BBT therefore predicts that the informational dividends of the neurocognitive revolution will revolutionize our understanding of mathematics. At some point we’ll conceive our mathematical intuitions as ‘low-dimensional shadows’ of far more complex processes that escape conscious cognition. Mathematics will come to be understood in terms of actual physical structures doing actual physical things to actual physical structures. And the historical practice of mathematics will be reconceptualized as a kind of inter-cranial computer science, as experiments in self-programming.

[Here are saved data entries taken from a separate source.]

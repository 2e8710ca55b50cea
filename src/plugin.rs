// image-downloader-core - download-and-persist engine for mobile hosts
// Copyright (C) 2025 Henning Berge
//
// This program is free software: you can redistribute it and/or modify
// it under the terms of the GNU General Public License as published by
// the Free Software Foundation, either version 3 of the License, or
// (at your option) any later version.
//
// This program is distributed in the hope that it will be useful,
// but WITHOUT ANY WARRANTY; without even the implied warranty of
// MERCHANTABILITY or FITNESS FOR A PARTICULAR PURPOSE. See the
// GNU General Public License for more details.
//
// You should have received a copy of the GNU General Public License
// along with this program. If not, see <https://www.gnu.org/licenses/>.


//! Plugin handle
//!
//! [`ImageDownloader`] is what a host binds to. It is attached with the
//! host's collaborators, serves the method calls, and is detached on
//! teardown.
//!
//! # Methods
//! - `download_image` - gate, transfer, finalize; resolves to the new id,
//!   or `None` when the permission was denied
//! - `cancel` - cancel the active transfer
//! - `open` - show a file in an external viewer
//! - `find_path` / `find_name` / `find_byte_size` / `find_mime_type`
//!
//! The visibility of the most recent `download_image` call is remembered
//! and used by the `find*` methods unless they pass their own.

use crate::config::DownloaderConfig;
use crate::download::{
    Destination, DownloadEvent, DownloadOrchestrator, EventCallback, TransferEngine,
    TransferEvent, TransferOutcome, TransferTask,
};
use crate::error::{DownloaderError, Result};
use crate::file::CompletionFinalizer;
use crate::permission::{PermissionAuthority, PermissionGate, PermissionOutcome};
use crate::platform::{capabilities_for, CapabilityProvider, StorageLayout};
use crate::query::QueryFacade;
use crate::request::{DownloadImageArgs, FindArgs, OpenArgs, Visibility};
use crate::storage::{Indexes, MediaCatalog, PrivateIndex, SharedIndex};
use crate::viewer::{open_externally, ExternalViewer};
use serde::{Deserialize, Serialize};
use std::sync::{Arc, Mutex, RwLock};

/// Progress notification forwarded to the host as `onProgressUpdate`
#[derive(Debug, Clone, PartialEq, Eq, Serialize, Deserialize)]
pub struct ProgressUpdate {
    pub id: String,
    pub progress: u8,
}

/// Host collaborators supplied on attach
pub struct HostContext {
    pub config: DownloaderConfig,
    pub engine: Arc<dyn TransferEngine>,
    pub catalog: Arc<dyn MediaCatalog>,
    pub authority: Arc<dyn PermissionAuthority>,
    pub viewer: Arc<dyn ExternalViewer>,
    /// Overrides the provider derived from `config.sdk_version`
    pub capabilities: Option<Arc<dyn CapabilityProvider>>,
}

impl HostContext {
    pub fn new(
        config: DownloaderConfig,
        engine: Arc<dyn TransferEngine>,
        catalog: Arc<dyn MediaCatalog>,
        authority: Arc<dyn PermissionAuthority>,
        viewer: Arc<dyn ExternalViewer>,
    ) -> Self {
        Self {
            config,
            engine,
            catalog,
            authority,
            viewer,
            capabilities: None,
        }
    }

    pub fn with_capabilities(mut self, capabilities: Arc<dyn CapabilityProvider>) -> Self {
        self.capabilities = Some(capabilities);
        self
    }
}

/// Everything that lives between attach and detach
struct Session {
    layout: StorageLayout,
    gate: PermissionGate,
    orchestrator: DownloadOrchestrator,
    finalizer: CompletionFinalizer,
    queries: QueryFacade,
    indexes: Indexes,
    viewer: Arc<dyn ExternalViewer>,
}

impl Session {
    async fn open(context: HostContext) -> Result<Self> {
        context.config.validate()?;

        let capabilities = context
            .capabilities
            .unwrap_or_else(|| capabilities_for(context.config.sdk_version));

        let private = PrivateIndex::open(&context.config.database_path).await?;
        let indexes = Indexes::new(
            Arc::new(SharedIndex::new(context.catalog)),
            Arc::new(private),
        );

        let gate = PermissionGate::new(Arc::clone(&capabilities));
        gate.attach(context.authority);

        Ok(Self {
            layout: StorageLayout::from_config(&context.config),
            gate,
            orchestrator: DownloadOrchestrator::new(context.engine),
            finalizer: CompletionFinalizer::new(capabilities, indexes.clone()),
            queries: QueryFacade::new(indexes.clone()),
            indexes,
            viewer: context.viewer,
        })
    }
}

/// Plugin instance
pub struct ImageDownloader {
    session: RwLock<Option<Arc<Session>>>,
    last_visibility: Mutex<Visibility>,
}

impl Default for ImageDownloader {
    fn default() -> Self {
        Self::new()
    }
}

impl ImageDownloader {
    pub fn new() -> Self {
        Self {
            session: RwLock::new(None),
            last_visibility: Mutex::new(Visibility::Public),
        }
    }

    /// Bind to a host; replaces any previous binding
    pub async fn attach(&self, context: HostContext) -> Result<()> {
        let session = Arc::new(Session::open(context).await?);

        let previous = {
            let mut slot = self.session.write().unwrap_or_else(|p| p.into_inner());
            slot.replace(session)
        };
        if let Some(previous) = previous {
            log::debug!("Re-attaching; releasing previous host binding");
            previous.gate.detach();
        }

        log::info!("Image downloader attached");
        Ok(())
    }

    /// Unbind from the host. Safe to call repeatedly.
    ///
    /// A transfer already running keeps running; its call still resolves.
    pub fn detach(&self) {
        let previous = self
            .session
            .write()
            .unwrap_or_else(|p| p.into_inner())
            .take();

        if let Some(session) = previous {
            session.gate.detach();
            log::info!("Image downloader detached");
        }
    }

    pub fn is_attached(&self) -> bool {
        self.session
            .read()
            .unwrap_or_else(|p| p.into_inner())
            .is_some()
    }

    /// Visibility used by `find*` calls that don't pass one
    pub fn last_visibility(&self) -> Visibility {
        *self.last_visibility.lock().unwrap_or_else(|p| p.into_inner())
    }

    fn session(&self) -> Result<Arc<Session>> {
        self.session
            .read()
            .unwrap_or_else(|p| p.into_inner())
            .clone()
            .ok_or_else(|| DownloaderError::InvalidState("not attached to a host".to_string()))
    }

    /// Download, persist and index one file
    ///
    /// Resolves to `None` when the storage permission is denied.
    pub async fn download_image(
        &self,
        args: DownloadImageArgs,
        progress: EventCallback<ProgressUpdate>,
    ) -> Result<Option<String>> {
        let session = self.session()?;

        let visibility = args.visibility();
        *self.last_visibility.lock().unwrap_or_else(|p| p.into_inner()) = visibility;

        let request = args.into_request()?;
        log::debug!("downloadImage {} ({:?})", request.source_url, visibility);

        if session.orchestrator.is_active().await {
            return Err(DownloaderError::Busy);
        }

        if session.gate.request_if_needed(visibility).await? == PermissionOutcome::Denied {
            log::info!("Storage permission denied for {}", request.source_url);
            return Ok(None);
        }

        let destination = Destination::resolve(&request, &session.layout, chrono::Local::now());

        if visibility == Visibility::Private {
            session.indexes.private.reset().await?;
        }

        let task = TransferTask {
            url: request.source_url.clone(),
            headers: request.headers.clone(),
            destination: destination.temp_path(),
        };

        let handle = session
            .orchestrator
            .start(task, running_progress(progress))
            .await?;

        match handle.wait().await {
            TransferOutcome::Completed => session
                .finalizer
                .finalize(&request, &destination)
                .await
                .map(Some),
            TransferOutcome::Failed { reason, code } => {
                Err(DownloaderError::TransferFailed { reason, code })
            }
            TransferOutcome::Cancelled => Err(DownloaderError::Cancelled),
            TransferOutcome::Stalled { last } => {
                Err(DownloaderError::TransferStalled(describe_last(last.as_ref())))
            }
        }
    }

    /// Cancel the active transfer; false when none was running
    pub async fn cancel(&self) -> Result<bool> {
        self.session()?.orchestrator.cancel().await
    }

    pub fn open(&self, args: OpenArgs) -> Result<()> {
        let session = self.session()?;
        open_externally(session.viewer.as_ref(), args.path.as_deref())
    }

    pub async fn find_path(&self, args: FindArgs) -> Result<Option<String>> {
        let visibility = self.query_visibility(&args);
        self.session()?
            .queries
            .find_path(args.id.as_deref(), visibility, args.is_video)
            .await
    }

    pub async fn find_name(&self, args: FindArgs) -> Result<Option<String>> {
        let visibility = self.query_visibility(&args);
        self.session()?
            .queries
            .find_name(args.id.as_deref(), visibility, args.is_video)
            .await
    }

    pub async fn find_byte_size(&self, args: FindArgs) -> Result<Option<i64>> {
        let visibility = self.query_visibility(&args);
        self.session()?
            .queries
            .find_byte_size(args.id.as_deref(), visibility, args.is_video)
            .await
    }

    pub async fn find_mime_type(&self, args: FindArgs) -> Result<Option<String>> {
        let visibility = self.query_visibility(&args);
        self.session()?
            .queries
            .find_mime_type(args.id.as_deref(), visibility, args.is_video)
            .await
    }

    /// Deliver a permission result from the host; false if nobody consumed it
    pub fn on_permission_result(&self, request_code: i32, granted: bool) -> bool {
        match self.session() {
            Ok(session) => session.gate.on_permission_result(request_code, granted),
            Err(_) => false,
        }
    }

    fn query_visibility(&self, args: &FindArgs) -> Visibility {
        args.in_public_dir
            .map(Visibility::from_in_public_dir)
            .unwrap_or_else(|| self.last_visibility())
    }
}

/// Forward determinate `Running` events only; everything else stays in the log
fn running_progress(progress: EventCallback<ProgressUpdate>) -> EventCallback<TransferEvent> {
    Arc::new(move |event: TransferEvent| {
        if let DownloadEvent::Running {
            progress_percent: Some(percent),
        } = event.event
        {
            progress(ProgressUpdate {
                id: event.transfer_id.to_string(),
                progress: percent,
            });
        }
    })
}

fn describe_last(last: Option<&DownloadEvent>) -> String {
    match last {
        None => "no status was reported".to_string(),
        Some(DownloadEvent::Paused { reason }) => format!("last seen paused ({})", reason),
        Some(DownloadEvent::Running {
            progress_percent: Some(percent),
        }) => format!("last seen running at {}%", percent),
        Some(other) => format!("last seen {:?}", other),
    }
}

Now as strange as it might sound, you have to admit this makes an eerie kind of sense. Problems, after all, are posed and answers arise. No matter how fine we parse the steps, this is the way it seems to work: we ‘ponder,’ or input, problems, and solutions, outputs, arise via ‘insight,’ and successes are subsequently committed to ‘habit’ (so that the systematicities discovered seem to somehow exist ‘all at once’). This would certainly explain Hintikka’s ‘scandal of deduction,’ the fact that purported ‘analytic’ operations regularly provide us with genuinely novel information. And it decisively answers the question of what Wigner famously called the ‘unreasonable effectiveness’ of mathematical cognition: mathematics can so effectively solve nature—enable science—simply because mathematics is nature, a kind of cognitive Swiss Army Knife extraordinaire.

On this picture, there is only implementation, implementations we ‘generalize’ over via further implementations, and so on and so on. The ideality, or ‘software,’ is simply an artifact of our metacognitive constraints, the ‘ghost’ of what remains when multiple dimensions of information are stripped away. Not only does BBT predict that the ‘foundations of mathematics’ will be shown to be computational, it also predicts that, as the complexities pile up, mathematics will become more and more the province of machines, until we reach a point where only our machines (if the possessive even applies at this point) ‘understand’ what is being explored, and the imperial mathematician dwindles to the status of technician, someone charged with translating various machine discoveries for human consumption.

But I ain’t no mathematician, so I thought I would open it up to the crowd: Does this look like the beginning?